EXERCISE DETAILS.
Every line between the top of the data below and the line with "let updated_at = label.updated_at();", both ends included, must be retyped exactly.

DATASET.

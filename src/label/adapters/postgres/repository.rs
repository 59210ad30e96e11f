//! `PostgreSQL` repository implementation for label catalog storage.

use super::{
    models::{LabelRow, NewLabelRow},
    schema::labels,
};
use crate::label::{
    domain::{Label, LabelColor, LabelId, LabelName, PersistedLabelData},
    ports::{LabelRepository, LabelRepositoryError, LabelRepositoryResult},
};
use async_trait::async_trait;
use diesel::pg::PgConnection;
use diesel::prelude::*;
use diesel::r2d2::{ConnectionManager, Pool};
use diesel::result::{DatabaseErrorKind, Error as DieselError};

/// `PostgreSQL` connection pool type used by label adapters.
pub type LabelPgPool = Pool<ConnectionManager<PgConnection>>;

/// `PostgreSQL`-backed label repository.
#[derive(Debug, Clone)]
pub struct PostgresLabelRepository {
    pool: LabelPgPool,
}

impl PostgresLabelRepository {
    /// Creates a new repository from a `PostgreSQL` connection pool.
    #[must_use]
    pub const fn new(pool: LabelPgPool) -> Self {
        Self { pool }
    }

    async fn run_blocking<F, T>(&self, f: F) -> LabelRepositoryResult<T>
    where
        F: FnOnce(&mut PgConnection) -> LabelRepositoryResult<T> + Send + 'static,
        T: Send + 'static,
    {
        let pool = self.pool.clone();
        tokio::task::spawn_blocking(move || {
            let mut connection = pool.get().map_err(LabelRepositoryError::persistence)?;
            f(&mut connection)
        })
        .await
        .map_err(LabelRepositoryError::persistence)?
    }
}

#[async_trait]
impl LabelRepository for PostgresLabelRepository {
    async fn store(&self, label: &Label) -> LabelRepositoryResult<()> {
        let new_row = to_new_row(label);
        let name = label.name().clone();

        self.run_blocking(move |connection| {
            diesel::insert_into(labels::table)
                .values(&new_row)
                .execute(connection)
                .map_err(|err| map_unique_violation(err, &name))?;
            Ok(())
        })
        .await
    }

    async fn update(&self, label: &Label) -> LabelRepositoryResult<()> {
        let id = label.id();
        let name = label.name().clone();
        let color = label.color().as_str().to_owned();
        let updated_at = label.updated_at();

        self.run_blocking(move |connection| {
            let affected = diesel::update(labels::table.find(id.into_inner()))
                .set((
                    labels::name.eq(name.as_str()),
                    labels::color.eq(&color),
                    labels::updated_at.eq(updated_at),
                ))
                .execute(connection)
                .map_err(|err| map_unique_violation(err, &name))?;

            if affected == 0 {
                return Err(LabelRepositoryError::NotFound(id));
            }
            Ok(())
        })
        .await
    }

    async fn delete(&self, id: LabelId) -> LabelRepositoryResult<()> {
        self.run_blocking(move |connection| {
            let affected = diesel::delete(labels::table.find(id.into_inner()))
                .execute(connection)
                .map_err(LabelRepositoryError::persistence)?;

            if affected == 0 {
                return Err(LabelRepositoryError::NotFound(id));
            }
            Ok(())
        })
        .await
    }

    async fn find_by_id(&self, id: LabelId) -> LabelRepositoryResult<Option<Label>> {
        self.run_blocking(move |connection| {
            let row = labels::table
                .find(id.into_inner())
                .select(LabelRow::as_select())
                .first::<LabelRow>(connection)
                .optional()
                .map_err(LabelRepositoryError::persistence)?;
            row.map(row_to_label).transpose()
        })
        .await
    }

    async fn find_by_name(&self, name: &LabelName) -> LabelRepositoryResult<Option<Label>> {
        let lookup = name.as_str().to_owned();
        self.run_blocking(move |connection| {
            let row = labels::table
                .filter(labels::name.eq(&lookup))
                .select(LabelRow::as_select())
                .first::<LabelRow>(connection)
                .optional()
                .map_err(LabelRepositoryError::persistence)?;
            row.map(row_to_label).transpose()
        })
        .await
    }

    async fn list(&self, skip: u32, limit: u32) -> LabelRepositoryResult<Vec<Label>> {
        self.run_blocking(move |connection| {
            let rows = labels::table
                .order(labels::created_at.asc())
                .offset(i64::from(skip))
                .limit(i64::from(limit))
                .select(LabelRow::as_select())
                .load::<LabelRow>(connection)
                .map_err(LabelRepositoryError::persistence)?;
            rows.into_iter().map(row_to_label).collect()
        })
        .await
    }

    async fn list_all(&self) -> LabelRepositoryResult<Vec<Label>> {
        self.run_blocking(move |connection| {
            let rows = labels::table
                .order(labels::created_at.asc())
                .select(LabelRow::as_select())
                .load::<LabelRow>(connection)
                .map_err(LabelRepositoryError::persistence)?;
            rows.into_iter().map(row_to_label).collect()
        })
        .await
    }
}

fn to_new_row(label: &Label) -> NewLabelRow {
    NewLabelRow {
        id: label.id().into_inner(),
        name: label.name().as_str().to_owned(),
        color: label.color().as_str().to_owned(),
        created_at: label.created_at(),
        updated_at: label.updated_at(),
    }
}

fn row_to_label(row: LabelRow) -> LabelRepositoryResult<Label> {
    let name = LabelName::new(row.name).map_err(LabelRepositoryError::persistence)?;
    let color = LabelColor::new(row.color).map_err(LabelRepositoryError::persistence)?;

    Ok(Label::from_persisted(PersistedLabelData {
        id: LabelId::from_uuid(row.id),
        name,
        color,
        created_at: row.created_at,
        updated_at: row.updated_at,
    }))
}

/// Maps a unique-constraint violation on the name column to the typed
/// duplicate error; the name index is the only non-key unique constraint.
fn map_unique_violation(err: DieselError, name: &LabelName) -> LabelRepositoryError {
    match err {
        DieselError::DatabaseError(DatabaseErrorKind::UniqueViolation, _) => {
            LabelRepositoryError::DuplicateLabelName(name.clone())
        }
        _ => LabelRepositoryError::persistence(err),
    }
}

OUTPUT OF THE TASK.
filename src/label/adapters/postgres/repository.rs
repository 59210ad30e96e11f
//! `PostgreSQL` repository implementation for label catalog storage.

use super::{
    models::{LabelRow, NewLabelRow},
    schema::labels,
};
use crate::label::{
    domain::{Label, LabelColor, LabelId, LabelName, PersistedLabelData},
    ports::{LabelRepository, LabelRepositoryError, LabelRepositoryResult},
};
use async_trait::async_trait;
use diesel::pg::PgConnection;
use diesel::prelude::*;
use diesel::r2d2::{ConnectionManager, Pool};
use diesel::result::{DatabaseErrorKind, Error as DieselError};

/// `PostgreSQL` connection pool type used by label adapters.
pub type LabelPgPool = Pool<ConnectionManager<PgConnection>>;

/// `PostgreSQL`-backed label repository.
#[derive(Debug, Clone)]
pub struct PostgresLabelRepository {
    pool: LabelPgPool,
}

impl PostgresLabelRepository {
    /// Creates a new repository from a `PostgreSQL` connection pool.
    #[must_use]
    pub const fn new(pool: LabelPgPool) -> Self {
        Self { pool }
    }

    async fn run_blocking<F, T>(&self, f: F) -> LabelRepositoryResult<T>
    where
        F: FnOnce(&mut PgConnection) -> LabelRepositoryResult<T> + Send + 'static,
        T: Send + 'static,
    {
        let pool = self.pool.clone();
        tokio::task::spawn_blocking(move || {
            let mut connection = pool.get().map_err(LabelRepositoryError::persistence)?;
            f(&mut connection)
        })
        .await
        .map_err(LabelRepositoryError::persistence)?
    }
}

#[async_trait]
impl LabelRepository for PostgresLabelRepository {
    async fn store(&self, label: &Label) -> LabelRepositoryResult<()> {
        let new_row = to_new_row(label);
        let name = label.name().clone();

        self.run_blocking(move |connection| {
            diesel::insert_into(labels::table)
                .values(&new_row)
                .execute(connection)
                .map_err(|err| map_unique_violation(err, &name))?;
            Ok(())
        })
        .await
    }

    async fn update(&self, label: &Label) -> LabelRepositoryResult<()> {
        let id = label.id();
        let name = label.name().clone();
        let color = label.color().as_str().to_owned();
        let updated_at = label.updated_at();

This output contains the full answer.